WHAT IS NEEDED — Using the records below, filter for lines that contain the string "HeaderValue" and copy them out.

Stored dataset items:
+++

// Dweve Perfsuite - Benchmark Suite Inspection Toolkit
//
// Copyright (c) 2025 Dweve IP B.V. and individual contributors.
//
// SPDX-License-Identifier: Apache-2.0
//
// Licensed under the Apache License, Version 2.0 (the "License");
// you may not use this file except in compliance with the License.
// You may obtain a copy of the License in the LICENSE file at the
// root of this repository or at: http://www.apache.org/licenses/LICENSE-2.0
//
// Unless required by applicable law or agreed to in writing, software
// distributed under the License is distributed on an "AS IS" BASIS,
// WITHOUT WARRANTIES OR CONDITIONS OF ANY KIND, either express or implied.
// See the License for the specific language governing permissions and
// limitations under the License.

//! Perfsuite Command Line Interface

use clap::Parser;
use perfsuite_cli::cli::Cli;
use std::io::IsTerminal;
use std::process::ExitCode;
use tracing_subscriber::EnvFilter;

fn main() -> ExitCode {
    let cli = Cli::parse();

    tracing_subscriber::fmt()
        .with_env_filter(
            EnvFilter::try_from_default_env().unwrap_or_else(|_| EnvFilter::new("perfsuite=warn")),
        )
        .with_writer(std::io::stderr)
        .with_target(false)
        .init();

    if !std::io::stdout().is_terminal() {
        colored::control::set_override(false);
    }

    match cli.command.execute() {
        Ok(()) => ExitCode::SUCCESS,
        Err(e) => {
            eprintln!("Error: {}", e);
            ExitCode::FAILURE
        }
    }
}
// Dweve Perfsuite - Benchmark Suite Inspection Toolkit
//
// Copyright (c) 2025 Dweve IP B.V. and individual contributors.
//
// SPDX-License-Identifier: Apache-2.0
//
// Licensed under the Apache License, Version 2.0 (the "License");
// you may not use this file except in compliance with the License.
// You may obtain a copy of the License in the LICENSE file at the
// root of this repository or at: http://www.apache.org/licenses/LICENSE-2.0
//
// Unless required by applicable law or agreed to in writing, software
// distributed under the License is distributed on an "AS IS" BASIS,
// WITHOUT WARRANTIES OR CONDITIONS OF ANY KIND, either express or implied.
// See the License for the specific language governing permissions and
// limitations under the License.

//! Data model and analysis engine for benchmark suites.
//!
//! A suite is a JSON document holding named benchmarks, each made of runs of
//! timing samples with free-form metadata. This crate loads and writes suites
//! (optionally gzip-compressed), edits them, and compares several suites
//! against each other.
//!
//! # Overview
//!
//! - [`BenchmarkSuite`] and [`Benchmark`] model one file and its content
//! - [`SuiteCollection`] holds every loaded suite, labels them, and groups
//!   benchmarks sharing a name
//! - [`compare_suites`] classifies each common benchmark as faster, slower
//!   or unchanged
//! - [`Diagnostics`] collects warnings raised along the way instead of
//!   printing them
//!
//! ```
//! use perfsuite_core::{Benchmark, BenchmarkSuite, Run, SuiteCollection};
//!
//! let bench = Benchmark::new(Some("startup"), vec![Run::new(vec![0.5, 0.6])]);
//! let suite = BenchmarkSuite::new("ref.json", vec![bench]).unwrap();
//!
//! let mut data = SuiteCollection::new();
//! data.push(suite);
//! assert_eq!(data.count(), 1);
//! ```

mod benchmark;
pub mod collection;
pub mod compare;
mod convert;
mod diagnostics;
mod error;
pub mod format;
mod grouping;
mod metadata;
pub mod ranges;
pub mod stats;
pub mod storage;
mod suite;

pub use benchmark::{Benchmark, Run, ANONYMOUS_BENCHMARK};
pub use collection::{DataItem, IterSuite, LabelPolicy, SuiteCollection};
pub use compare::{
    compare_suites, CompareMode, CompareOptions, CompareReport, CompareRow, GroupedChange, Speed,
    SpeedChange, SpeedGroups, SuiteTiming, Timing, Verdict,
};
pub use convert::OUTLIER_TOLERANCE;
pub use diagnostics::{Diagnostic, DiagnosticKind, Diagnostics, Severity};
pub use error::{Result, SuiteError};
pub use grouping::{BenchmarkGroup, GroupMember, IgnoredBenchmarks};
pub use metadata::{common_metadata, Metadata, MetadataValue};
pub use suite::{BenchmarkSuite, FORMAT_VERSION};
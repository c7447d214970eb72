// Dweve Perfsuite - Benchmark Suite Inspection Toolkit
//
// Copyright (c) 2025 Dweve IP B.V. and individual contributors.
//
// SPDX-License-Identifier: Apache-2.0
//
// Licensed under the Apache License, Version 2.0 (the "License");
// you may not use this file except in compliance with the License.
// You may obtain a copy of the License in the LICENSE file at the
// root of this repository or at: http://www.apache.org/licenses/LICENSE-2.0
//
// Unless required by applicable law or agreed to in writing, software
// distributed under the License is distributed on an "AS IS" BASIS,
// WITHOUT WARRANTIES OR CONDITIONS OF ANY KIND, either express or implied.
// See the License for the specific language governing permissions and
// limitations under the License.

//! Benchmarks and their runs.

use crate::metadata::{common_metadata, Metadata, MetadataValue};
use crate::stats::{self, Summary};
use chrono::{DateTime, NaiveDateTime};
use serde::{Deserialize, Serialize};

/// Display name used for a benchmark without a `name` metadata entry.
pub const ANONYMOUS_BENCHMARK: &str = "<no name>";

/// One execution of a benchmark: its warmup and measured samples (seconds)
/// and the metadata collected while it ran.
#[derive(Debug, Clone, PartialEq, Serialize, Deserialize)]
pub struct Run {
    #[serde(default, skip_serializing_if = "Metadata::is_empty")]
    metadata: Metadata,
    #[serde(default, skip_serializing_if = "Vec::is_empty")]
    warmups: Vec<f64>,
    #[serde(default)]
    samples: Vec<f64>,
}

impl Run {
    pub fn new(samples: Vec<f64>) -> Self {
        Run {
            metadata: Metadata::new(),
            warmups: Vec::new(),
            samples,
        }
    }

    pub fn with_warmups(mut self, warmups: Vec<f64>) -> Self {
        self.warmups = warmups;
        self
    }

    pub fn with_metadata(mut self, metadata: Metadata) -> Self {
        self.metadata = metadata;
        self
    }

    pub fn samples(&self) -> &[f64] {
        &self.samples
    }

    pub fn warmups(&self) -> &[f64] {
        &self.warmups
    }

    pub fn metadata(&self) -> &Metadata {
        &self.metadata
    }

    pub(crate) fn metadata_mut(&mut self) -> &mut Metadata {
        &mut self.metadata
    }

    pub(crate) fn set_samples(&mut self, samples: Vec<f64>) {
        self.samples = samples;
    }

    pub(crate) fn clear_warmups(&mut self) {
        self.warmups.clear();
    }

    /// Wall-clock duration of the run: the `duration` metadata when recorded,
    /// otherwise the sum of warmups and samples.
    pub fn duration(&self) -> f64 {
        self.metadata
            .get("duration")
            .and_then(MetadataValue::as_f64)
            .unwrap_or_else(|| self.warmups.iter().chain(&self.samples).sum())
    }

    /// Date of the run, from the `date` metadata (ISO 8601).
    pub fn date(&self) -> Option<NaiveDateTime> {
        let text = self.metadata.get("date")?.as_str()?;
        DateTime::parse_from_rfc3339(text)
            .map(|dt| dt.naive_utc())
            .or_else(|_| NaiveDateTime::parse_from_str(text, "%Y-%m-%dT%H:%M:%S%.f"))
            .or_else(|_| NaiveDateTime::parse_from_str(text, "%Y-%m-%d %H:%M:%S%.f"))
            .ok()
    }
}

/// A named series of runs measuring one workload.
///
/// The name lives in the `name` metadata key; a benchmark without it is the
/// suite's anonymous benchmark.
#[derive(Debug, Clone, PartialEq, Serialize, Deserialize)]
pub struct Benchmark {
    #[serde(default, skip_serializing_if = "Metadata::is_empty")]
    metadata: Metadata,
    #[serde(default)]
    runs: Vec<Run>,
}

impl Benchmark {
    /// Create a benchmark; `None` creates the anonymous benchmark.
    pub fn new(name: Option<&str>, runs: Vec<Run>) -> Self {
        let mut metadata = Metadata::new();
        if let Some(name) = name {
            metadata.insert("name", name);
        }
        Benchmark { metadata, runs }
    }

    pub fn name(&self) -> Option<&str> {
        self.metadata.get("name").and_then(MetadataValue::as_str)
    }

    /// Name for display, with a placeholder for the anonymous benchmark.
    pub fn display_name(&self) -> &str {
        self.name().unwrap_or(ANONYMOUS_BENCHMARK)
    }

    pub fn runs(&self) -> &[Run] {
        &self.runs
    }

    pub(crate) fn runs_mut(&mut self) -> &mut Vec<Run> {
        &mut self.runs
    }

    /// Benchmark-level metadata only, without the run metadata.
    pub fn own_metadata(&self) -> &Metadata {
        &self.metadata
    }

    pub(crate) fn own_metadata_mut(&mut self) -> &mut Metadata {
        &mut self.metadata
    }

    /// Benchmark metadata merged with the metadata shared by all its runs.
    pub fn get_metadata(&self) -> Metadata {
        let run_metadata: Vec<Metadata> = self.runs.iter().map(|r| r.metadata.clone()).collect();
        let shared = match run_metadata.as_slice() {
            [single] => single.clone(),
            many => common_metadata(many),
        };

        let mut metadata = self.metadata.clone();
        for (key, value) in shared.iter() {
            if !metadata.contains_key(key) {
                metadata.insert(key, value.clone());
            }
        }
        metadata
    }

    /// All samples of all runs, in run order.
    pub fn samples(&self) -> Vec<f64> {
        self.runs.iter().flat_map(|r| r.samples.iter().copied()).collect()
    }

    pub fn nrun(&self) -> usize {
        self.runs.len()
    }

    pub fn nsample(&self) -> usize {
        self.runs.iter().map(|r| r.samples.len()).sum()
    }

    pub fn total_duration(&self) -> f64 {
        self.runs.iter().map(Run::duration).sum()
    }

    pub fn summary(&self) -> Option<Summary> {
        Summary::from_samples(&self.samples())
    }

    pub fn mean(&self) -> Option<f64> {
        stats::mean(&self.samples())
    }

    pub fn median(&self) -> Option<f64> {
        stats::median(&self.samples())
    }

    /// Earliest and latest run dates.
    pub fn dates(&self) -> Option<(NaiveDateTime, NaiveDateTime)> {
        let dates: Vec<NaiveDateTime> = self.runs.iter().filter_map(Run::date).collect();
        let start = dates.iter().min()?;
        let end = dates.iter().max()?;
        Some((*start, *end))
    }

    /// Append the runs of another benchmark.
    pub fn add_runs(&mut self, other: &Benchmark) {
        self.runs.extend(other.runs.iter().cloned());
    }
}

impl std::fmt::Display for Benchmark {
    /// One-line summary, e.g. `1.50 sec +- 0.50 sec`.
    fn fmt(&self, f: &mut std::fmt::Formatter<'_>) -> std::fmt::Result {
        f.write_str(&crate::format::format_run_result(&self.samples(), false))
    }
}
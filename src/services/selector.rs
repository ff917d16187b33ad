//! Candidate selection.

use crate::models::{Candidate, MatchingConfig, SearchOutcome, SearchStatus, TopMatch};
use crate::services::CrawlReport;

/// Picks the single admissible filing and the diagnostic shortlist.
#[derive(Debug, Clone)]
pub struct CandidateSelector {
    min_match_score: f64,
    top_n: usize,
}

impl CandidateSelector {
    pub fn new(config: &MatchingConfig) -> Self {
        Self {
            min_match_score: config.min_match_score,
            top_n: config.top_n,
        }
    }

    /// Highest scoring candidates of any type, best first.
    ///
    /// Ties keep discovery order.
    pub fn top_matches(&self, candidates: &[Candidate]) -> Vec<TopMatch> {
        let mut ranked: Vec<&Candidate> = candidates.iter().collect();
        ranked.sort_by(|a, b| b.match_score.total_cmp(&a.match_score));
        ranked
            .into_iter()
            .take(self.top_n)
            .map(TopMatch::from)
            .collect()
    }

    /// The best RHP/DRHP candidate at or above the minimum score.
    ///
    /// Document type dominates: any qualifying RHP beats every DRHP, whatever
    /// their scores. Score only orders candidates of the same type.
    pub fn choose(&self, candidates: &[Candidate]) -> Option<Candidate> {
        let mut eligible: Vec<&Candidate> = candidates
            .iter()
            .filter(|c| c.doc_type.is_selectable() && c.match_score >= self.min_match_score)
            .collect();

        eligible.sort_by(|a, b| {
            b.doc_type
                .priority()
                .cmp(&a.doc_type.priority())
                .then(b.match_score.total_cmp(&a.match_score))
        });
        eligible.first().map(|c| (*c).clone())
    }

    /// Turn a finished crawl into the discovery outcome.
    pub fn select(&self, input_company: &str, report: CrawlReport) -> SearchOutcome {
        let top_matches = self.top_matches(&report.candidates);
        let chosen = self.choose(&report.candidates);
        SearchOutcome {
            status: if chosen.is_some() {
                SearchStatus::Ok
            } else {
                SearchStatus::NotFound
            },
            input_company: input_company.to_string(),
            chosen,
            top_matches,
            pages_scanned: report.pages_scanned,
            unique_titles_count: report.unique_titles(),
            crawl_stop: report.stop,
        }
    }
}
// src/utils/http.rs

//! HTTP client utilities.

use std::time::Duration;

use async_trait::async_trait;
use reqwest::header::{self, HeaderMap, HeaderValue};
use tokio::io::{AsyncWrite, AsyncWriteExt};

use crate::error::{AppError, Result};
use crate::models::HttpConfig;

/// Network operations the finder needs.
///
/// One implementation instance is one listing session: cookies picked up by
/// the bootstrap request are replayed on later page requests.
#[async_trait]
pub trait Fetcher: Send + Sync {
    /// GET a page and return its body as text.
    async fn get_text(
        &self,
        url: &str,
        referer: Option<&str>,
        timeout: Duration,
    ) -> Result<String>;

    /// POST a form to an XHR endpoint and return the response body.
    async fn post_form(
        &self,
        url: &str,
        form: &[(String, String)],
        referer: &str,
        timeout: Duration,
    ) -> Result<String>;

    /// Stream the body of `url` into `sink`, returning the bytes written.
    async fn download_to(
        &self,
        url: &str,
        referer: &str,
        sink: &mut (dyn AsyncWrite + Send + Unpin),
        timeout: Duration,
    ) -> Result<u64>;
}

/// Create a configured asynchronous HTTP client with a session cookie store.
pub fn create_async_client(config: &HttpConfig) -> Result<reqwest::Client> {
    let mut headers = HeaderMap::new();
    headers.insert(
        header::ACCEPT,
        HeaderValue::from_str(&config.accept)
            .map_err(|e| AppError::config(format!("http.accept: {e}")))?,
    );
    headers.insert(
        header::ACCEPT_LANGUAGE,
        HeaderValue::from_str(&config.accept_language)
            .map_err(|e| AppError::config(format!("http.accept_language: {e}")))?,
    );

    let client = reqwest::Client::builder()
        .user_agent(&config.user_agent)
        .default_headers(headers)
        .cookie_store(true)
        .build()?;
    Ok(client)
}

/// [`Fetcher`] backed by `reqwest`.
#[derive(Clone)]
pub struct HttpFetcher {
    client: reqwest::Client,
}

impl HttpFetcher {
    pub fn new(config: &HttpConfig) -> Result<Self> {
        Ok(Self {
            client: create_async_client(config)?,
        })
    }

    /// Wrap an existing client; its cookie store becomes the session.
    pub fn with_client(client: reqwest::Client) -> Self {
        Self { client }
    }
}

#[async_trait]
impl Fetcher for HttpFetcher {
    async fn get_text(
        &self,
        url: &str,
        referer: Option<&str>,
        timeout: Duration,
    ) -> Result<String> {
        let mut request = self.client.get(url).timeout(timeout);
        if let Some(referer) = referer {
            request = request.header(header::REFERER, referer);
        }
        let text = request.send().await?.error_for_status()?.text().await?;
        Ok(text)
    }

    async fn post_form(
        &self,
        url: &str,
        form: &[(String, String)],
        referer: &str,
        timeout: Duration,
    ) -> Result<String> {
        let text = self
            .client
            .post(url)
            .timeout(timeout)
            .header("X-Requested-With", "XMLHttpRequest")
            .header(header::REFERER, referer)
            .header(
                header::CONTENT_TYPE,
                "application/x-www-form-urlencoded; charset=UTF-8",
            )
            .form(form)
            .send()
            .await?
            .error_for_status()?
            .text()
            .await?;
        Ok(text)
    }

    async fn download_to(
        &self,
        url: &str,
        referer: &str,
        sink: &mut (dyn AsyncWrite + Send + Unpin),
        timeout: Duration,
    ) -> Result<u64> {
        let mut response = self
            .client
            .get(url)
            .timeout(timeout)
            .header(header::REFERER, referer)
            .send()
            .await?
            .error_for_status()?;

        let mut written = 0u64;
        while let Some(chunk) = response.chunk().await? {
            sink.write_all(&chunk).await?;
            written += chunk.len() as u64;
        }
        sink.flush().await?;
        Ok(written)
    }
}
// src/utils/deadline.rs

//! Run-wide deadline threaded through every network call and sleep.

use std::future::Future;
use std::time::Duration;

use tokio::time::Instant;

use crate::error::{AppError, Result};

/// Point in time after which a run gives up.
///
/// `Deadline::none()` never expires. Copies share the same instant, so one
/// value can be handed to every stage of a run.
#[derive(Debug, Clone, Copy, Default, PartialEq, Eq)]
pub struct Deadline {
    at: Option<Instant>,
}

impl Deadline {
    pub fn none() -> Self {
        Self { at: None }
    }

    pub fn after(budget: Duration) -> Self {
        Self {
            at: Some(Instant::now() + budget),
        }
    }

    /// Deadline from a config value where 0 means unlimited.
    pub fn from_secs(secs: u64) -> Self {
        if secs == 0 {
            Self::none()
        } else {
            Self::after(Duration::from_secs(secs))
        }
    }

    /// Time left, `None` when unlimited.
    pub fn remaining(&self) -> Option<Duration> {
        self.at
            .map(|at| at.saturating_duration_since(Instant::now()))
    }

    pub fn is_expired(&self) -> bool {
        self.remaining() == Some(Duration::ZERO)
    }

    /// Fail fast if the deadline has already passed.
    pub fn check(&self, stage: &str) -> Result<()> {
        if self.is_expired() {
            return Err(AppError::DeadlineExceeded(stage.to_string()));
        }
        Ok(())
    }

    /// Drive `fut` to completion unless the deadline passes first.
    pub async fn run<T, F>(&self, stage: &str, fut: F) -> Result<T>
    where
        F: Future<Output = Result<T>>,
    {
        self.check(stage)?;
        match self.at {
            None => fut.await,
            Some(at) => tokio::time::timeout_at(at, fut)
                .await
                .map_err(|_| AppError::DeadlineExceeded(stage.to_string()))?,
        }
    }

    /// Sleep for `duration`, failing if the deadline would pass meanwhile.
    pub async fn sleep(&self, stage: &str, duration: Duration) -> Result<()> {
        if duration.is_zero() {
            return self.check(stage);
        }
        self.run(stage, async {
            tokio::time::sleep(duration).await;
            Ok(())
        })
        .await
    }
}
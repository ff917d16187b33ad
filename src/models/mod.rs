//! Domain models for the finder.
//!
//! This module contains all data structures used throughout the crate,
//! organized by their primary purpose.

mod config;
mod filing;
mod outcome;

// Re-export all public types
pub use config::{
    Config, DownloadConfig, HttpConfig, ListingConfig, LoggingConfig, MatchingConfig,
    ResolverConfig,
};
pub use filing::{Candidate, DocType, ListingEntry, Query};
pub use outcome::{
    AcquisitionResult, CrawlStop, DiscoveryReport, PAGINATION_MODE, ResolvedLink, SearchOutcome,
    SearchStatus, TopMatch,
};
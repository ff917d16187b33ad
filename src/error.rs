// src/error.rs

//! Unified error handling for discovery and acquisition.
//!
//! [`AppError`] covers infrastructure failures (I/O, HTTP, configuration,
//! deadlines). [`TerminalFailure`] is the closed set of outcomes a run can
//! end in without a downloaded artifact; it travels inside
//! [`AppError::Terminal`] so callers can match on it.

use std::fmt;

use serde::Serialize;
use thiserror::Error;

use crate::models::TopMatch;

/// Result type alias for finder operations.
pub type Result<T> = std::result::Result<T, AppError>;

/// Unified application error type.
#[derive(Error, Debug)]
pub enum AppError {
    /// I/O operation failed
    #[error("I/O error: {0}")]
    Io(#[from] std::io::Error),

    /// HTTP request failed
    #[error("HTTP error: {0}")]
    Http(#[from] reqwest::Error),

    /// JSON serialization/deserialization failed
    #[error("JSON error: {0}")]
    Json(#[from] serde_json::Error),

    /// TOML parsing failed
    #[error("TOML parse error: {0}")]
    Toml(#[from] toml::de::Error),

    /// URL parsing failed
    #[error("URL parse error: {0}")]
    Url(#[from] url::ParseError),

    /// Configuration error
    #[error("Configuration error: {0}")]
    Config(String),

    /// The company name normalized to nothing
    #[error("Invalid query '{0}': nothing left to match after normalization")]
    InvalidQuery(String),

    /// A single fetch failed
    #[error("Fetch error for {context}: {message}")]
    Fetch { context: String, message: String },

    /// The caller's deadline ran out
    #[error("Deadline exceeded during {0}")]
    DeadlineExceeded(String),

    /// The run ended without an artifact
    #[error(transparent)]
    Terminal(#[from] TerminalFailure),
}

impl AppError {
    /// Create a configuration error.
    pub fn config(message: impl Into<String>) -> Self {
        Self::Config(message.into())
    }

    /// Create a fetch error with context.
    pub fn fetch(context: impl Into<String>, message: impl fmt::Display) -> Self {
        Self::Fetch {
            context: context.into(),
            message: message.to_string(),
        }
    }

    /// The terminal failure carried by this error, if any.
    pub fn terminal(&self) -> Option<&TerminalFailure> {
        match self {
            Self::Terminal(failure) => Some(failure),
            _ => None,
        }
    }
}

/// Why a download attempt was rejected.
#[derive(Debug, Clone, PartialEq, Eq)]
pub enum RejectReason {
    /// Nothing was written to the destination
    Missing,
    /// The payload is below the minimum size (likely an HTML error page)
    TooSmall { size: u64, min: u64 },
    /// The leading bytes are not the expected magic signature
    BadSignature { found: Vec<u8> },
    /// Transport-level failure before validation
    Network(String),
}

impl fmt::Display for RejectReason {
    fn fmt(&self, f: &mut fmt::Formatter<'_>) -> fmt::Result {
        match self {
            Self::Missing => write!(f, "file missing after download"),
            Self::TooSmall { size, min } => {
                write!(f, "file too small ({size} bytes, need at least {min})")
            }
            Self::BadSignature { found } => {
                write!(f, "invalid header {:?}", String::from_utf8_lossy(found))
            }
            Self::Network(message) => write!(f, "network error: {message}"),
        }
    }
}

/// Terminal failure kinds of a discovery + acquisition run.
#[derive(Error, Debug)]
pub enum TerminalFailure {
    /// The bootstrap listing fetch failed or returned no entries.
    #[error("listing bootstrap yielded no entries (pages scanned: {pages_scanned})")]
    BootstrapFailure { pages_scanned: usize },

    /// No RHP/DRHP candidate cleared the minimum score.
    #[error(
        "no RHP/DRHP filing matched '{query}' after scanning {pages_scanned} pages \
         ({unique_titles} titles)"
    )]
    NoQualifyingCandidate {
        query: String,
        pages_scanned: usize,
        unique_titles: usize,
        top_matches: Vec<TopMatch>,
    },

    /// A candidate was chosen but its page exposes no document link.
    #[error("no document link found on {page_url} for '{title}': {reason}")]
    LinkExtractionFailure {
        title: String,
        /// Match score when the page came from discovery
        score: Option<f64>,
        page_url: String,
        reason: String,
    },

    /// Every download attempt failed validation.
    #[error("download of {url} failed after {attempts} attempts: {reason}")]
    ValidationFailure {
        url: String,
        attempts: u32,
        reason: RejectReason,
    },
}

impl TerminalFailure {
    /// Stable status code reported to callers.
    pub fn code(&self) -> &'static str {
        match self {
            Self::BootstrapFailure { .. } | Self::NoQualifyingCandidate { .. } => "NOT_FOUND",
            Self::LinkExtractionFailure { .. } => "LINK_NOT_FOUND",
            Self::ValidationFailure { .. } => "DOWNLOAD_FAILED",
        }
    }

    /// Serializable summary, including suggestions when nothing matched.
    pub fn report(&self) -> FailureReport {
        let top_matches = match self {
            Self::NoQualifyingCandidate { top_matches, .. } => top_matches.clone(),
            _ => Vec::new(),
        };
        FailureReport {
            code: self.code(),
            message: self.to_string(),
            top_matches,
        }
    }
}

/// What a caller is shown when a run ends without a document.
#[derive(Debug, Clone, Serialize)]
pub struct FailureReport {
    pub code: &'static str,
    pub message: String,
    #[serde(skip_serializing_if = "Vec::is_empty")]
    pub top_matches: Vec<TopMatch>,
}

+++

RESPONSE BOX —
use reqwest::header::{self, HeaderMap, HeaderValue};
        HeaderValue::from_str(&config.accept)
        HeaderValue::from_str(&config.accept_language)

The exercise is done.